## DIRECTIONS FOR THIS TASK
Set down the whole listing verbatim.

## INPUT DATA
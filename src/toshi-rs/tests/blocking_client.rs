#![cfg(feature = "blocking")]

mod common;

use common::*;
use serde_json::json;
use toshi_rs::{BlockingClient, ClientError, PhraseQuery, Query, RegexQuery, TermQuery};

#[test]
fn test_create_index_then_conflict() {
    let server = StubServer::start(vec![
        route("PUT", "/lyrics/_create", 201, json!({})).once(),
        route(
            "PUT",
            "/lyrics/_create",
            400,
            json!({"message": "Index lyrics already exists"}),
        ),
    ]);
    let client = BlockingClient::new(&server.url).unwrap();

    client.create_index(&lyrics_index()).unwrap();
    let err = client.create_index(&lyrics_index()).unwrap_err();

    assert!(matches!(err, ClientError::Index { status: 400, .. }));
    assert_eq!(err.server_message(), Some("Index lyrics already exists"));
}

#[test]
fn test_get_index_summary_round_trip() {
    let server = StubServer::start(vec![route(
        "GET",
        "/lyrics/_summary",
        200,
        lyrics_summary_payload(),
    )]);
    let client = BlockingClient::new(&server.url).unwrap();

    let summary = client.get_index_summary("lyrics", true).unwrap();
    assert_eq!(summary.index, lyrics_index());
    assert_eq!(summary.index_settings.docstore_compression, "lz4");
}

#[test]
fn test_add_and_get_documents() {
    let server = StubServer::start(vec![
        route("PUT", "/lyrics/", 201, json!({})),
        route("GET", "/lyrics/", 200, docs_payload(&[radiohead()])),
    ]);
    let client = BlockingClient::new(&server.url).unwrap();

    client.add_document(&radiohead(), true).unwrap();
    let documents: Vec<Lyrics> = client.get_documents().unwrap();

    assert_eq!(documents, vec![radiohead()]);
    assert_eq!(server.requests()[0].json()["options"], json!({"commit": true}));
}

#[test]
fn test_bulk_insert_without_commit_does_not_flush() {
    let server = StubServer::start(vec![route("POST", "/lyrics/_bulk", 201, json!({}))]);
    let client = BlockingClient::new(&server.url).unwrap();

    client
        .bulk_insert_documents(&lyric_documents(), false)
        .unwrap();

    let requests = server.requests();
    assert_eq!(requests.len(), 1);
    assert_eq!(requests[0].body.lines().count(), 3);
}

#[test]
fn test_delete_term_failure() {
    let server = StubServer::start(vec![route(
        "DELETE",
        "/lyrics/",
        400,
        json!({"message": "Unknown Index: 'lyrics' does not exist"}),
    )]);
    let client = BlockingClient::new(&server.url).unwrap();

    let err = client
        .delete_term(&[TermQuery::new("Nirvana", "artist")], "lyrics", false)
        .unwrap_err();
    assert!(matches!(err, ClientError::Document { status: 400, .. }));
}

#[test]
fn test_list_and_flush() {
    let server = StubServer::start(vec![
        route("GET", "/_list/", 200, json!(["lyrics", "songs"])),
        route("GET", "/lyrics/_flush/", 200, json!({})),
    ]);
    let client = BlockingClient::new(&server.url).unwrap();

    assert_eq!(client.list_indexes().unwrap(), vec!["lyrics", "songs"]);
    client.flush("lyrics").unwrap();
}

#[test]
fn test_search_phrase_query() {
    let server = StubServer::start(vec![route(
        "POST",
        "/lyrics/",
        200,
        docs_payload(&[black_keys()]),
    )]);
    let client = BlockingClient::new(&server.url).unwrap();
    let query = Query::from(PhraseQuery::new("lyrics", ["gold", "ceiling"], None).unwrap());

    let documents: Vec<Lyrics> = client.search(&query, None).unwrap();

    assert_eq!(documents, vec![black_keys()]);
    assert_eq!(
        server.requests()[0].json(),
        json!({"query": {"phrase": {"lyrics": {"terms": ["gold", "ceiling"], "offsets": null}}}})
    );
}

#[test]
fn test_search_message_is_an_error() {
    let server = StubServer::start(vec![route(
        "POST",
        "/lyrics/",
        200,
        json!({"message": "Query Parse Error"}),
    )]);
    let client = BlockingClient::new(&server.url).unwrap();
    let query = Query::from(RegexQuery::new("[", "lyrics"));

    let err = client.search::<Lyrics>(&query, None).unwrap_err();
    assert!(matches!(err, ClientError::Query { status: 200, .. }));
}

#[test]
fn test_search_against_unknown_route() {
    let server = StubServer::start(vec![]);
    let client = BlockingClient::new(&server.url).unwrap();
    let query = Query::from(TermQuery::new("the", "lyrics"));

    // Unrouted paths answer 404 with a message.
    let err = client.search::<Lyrics>(&query, None).unwrap_err();
    assert!(matches!(err, ClientError::Query { status: 404, .. }));
}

## SOLUTION
filename src/toshi-rs/tests/blocking_client.rs
#![cfg(feature = "blocking")]

mod common;

use common::*;
use serde_json::json;
use toshi_rs::{BlockingClient, ClientError, PhraseQuery, Query, RegexQuery, TermQuery};

#[test]
fn test_create_index_then_conflict() {
    let server = StubServer::start(vec![
        route("PUT", "/lyrics/_create", 201, json!({})).once(),
        route(
            "PUT",
            "/lyrics/_create",
            400,
            json!({"message": "Index lyrics already exists"}),
        ),
    ]);
    let client = BlockingClient::new(&server.url).unwrap();

    client.create_index(&lyrics_index()).unwrap();
    let err = client.create_index(&lyrics_index()).unwrap_err();

    assert!(matches!(err, ClientError::Index { status: 400, .. }));
    assert_eq!(err.server_message(), Some("Index lyrics already exists"));
}

#[test]
fn test_get_index_summary_round_trip() {
    let server = StubServer::start(vec![route(
        "GET",
        "/lyrics/_summary",
        200,
        lyrics_summary_payload(),
    )]);
    let client = BlockingClient::new(&server.url).unwrap();

    let summary = client.get_index_summary("lyrics", true).unwrap();
    assert_eq!(summary.index, lyrics_index());
    assert_eq!(summary.index_settings.docstore_compression, "lz4");
}

#[test]
fn test_add_and_get_documents() {
    let server = StubServer::start(vec![
        route("PUT", "/lyrics/", 201, json!({})),
        route("GET", "/lyrics/", 200, docs_payload(&[radiohead()])),
    ]);
    let client = BlockingClient::new(&server.url).unwrap();

    client.add_document(&radiohead(), true).unwrap();
    let documents: Vec<Lyrics> = client.get_documents().unwrap();

    assert_eq!(documents, vec![radiohead()]);
    assert_eq!(server.requests()[0].json()["options"], json!({"commit": true}));
}

#[test]
fn test_bulk_insert_without_commit_does_not_flush() {
    let server = StubServer::start(vec![route("POST", "/lyrics/_bulk", 201, json!({}))]);
    let client = BlockingClient::new(&server.url).unwrap();

    client
        .bulk_insert_documents(&lyric_documents(), false)
        .unwrap();

    let requests = server.requests();
    assert_eq!(requests.len(), 1);
    assert_eq!(requests[0].body.lines().count(), 3);
}

#[test]
fn test_delete_term_failure() {
    let server = StubServer::start(vec![route(
        "DELETE",
        "/lyrics/",
        400,
        json!({"message": "Unknown Index: 'lyrics' does not exist"}),
    )]);
    let client = BlockingClient::new(&server.url).unwrap();

    let err = client
        .delete_term(&[TermQuery::new("Nirvana", "artist")], "lyrics", false)
        .unwrap_err();
    assert!(matches!(err, ClientError::Document { status: 400, .. }));
}

#[test]
fn test_list_and_flush() {
    let server = StubServer::start(vec![
        route("GET", "/_list/", 200, json!(["lyrics", "songs"])),
        route("GET", "/lyrics/_flush/", 200, json!({})),
    ]);
    let client = BlockingClient::new(&server.url).unwrap();

    assert_eq!(client.list_indexes().unwrap(), vec!["lyrics", "songs"]);
    client.flush("lyrics").unwrap();
}

#[test]
fn test_search_phrase_query() {
    let server = StubServer::start(vec![route(
        "POST",
        "/lyrics/",
        200,
        docs_payload(&[black_keys()]),
    )]);
    let client = BlockingClient::new(&server.url).unwrap();
    let query = Query::from(PhraseQuery::new("lyrics", ["gold", "ceiling"], None).unwrap());

    let documents: Vec<Lyrics> = client.search(&query, None).unwrap();

    assert_eq!(documents, vec![black_keys()]);
    assert_eq!(
        server.requests()[0].json(),
        json!({"query": {"phrase": {"lyrics": {"terms": ["gold", "ceiling"], "offsets": null}}}})
    );
}

#[test]
fn test_search_message_is_an_error() {
    let server = StubServer::start(vec![route(
        "POST",
        "/lyrics/",
        200,
        json!({"message": "Query Parse Error"}),
    )]);
    let client = BlockingClient::new(&server.url).unwrap();
    let query = Query::from(RegexQuery::new("[", "lyrics"));

    let err = client.search::<Lyrics>(&query, None).unwrap_err();
    assert!(matches!(err, ClientError::Query { status: 200, .. }));
}

#[test]
fn test_search_against_unknown_route() {
    let server = StubServer::start(vec![]);
    let client = BlockingClient::new(&server.url).unwrap();
    let query = Query::from(TermQuery::new("the", "lyrics"));

    // Unrouted paths answer 404 with a message.
    let err = client.search::<Lyrics>(&query, None).unwrap_err();
    assert!(matches!(err, ClientError::Query { status: 404, .. }));
}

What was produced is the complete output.